Si tous les syndicats sont sur la même ligne pour défendre les 35 heures, cette annonce a toutefois semé la zizanie entre les confédérations puisque que le
gouvernement s’est appuyé dans sa démarche sur un article de la "position commune" portant sur la représentativité, signée en avril par le CGT, la CFDT, le MEDEF et la CGPME.
Résultat, la CFTC a annoncé jeudi qu’elle ne se rendrait pas à l’intersyndicale prévue le soir même, dénonçant une "mascarade" et exigeant de la CFDT et de
la CGT qu’elles retirent leurs signatures. Le secrétaire général de FO Jean-Claude Mailly a fait la même demande, sans pour autant annoncer un boycott de la réunion.

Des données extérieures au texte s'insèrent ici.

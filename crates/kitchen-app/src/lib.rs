pub mod bridge;
pub mod cli;
pub mod composer;
pub mod config;
pub mod logging;
pub mod model_cache;
pub mod session;
pub mod telemetry;
pub mod wrapper;

pub use config::{Catalog, CatalogError, ConfigurationSpec, ValidationError};
pub use model_cache::ModelCache;
pub use session::{RobotStepRecord, Session, SessionError, SessionManager, SessionSnapshot, StepReport};
pub use wrapper::ControlWrapper;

Cette dernière s’est achevée sur un appel de la CGT et de la CFDT à une journée nationale de mobilisation, le 17 juin prochain, pour la défense des
retraites et contre le projet du gouvernement sur le temps de travail. La CGC et FO ont indiqué pour leur part qu’elles consulteraient leurs instances "dans les prochains jours" avant de donner
une réponse. Jean-Louis Malys (CFDT) a tenu à préciser que "ces mouvements ne gêneront pas les personnes qui seront en examen à l’Education nationale", en référence notamment au
baccalauréat.
Le gouvernement a déclenché la colère des syndicats en présentant mercredi un avant-projet de loi sur la démocratie sociale qui permet de renégocier le
temps de travail au sein des entreprises au-delà de la simple question des heures supplémentaires.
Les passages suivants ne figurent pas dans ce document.